▼

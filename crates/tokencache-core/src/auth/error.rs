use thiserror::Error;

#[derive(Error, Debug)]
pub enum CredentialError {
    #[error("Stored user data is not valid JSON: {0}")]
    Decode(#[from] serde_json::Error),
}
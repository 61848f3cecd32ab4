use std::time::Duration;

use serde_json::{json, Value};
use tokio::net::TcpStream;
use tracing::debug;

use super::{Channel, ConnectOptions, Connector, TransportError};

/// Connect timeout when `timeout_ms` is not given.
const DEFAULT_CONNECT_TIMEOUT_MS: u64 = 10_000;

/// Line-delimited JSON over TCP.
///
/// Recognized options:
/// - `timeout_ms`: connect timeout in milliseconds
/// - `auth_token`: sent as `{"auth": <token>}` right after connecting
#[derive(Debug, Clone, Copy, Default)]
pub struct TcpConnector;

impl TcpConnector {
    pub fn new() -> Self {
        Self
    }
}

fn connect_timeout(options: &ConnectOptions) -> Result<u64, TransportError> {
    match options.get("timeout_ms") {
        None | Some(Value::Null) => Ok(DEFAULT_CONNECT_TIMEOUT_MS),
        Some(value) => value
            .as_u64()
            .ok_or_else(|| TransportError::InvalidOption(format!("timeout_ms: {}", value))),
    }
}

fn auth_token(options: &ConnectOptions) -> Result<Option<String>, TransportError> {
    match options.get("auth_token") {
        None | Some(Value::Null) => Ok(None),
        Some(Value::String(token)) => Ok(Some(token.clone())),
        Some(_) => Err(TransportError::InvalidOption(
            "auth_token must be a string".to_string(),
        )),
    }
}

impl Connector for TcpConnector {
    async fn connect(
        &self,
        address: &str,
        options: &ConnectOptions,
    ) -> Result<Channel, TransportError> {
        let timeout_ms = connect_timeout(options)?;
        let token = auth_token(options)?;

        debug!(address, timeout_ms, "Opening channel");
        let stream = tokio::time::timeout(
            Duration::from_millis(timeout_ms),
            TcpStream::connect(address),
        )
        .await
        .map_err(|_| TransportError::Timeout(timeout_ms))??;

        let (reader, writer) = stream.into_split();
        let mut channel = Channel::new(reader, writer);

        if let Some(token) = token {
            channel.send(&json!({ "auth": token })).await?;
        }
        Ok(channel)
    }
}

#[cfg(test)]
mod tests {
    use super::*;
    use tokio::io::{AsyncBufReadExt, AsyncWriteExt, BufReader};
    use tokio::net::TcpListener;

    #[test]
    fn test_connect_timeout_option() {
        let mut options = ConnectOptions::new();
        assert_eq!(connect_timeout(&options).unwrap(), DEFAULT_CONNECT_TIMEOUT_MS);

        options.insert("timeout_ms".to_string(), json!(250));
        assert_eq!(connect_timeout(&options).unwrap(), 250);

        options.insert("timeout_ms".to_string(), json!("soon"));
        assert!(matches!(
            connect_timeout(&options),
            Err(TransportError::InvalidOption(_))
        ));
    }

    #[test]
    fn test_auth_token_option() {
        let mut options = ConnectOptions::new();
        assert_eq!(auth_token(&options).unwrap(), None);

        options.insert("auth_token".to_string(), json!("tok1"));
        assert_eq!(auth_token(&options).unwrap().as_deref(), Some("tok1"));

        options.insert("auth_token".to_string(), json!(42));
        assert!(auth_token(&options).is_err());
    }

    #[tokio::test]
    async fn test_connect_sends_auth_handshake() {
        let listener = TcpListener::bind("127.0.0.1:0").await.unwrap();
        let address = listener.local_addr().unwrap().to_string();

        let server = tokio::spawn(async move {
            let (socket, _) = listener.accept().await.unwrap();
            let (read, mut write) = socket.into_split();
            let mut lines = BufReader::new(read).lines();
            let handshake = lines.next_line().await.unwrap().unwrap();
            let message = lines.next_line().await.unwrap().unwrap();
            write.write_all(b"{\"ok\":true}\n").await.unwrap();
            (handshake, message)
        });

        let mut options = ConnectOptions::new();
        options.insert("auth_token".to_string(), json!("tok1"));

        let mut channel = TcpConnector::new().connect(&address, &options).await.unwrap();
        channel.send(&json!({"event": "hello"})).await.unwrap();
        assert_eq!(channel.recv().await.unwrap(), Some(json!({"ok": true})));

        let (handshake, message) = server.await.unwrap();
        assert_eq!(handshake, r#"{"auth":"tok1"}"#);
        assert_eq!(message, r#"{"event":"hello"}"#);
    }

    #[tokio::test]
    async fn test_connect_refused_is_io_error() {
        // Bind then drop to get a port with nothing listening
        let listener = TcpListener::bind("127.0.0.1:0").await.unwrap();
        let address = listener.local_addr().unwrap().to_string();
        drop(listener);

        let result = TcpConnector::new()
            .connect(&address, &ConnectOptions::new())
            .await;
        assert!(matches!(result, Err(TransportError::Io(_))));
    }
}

▲

YOUR GOAL
Which lines hold the word "InvalidOption"? Copy each of them from the records.

SOLUTION BELOW
            .ok_or_else(|| TransportError::InvalidOption(format!("timeout_ms: {}", value))),
        Some(_) => Err(TransportError::InvalidOption(
            Err(TransportError::InvalidOption(_))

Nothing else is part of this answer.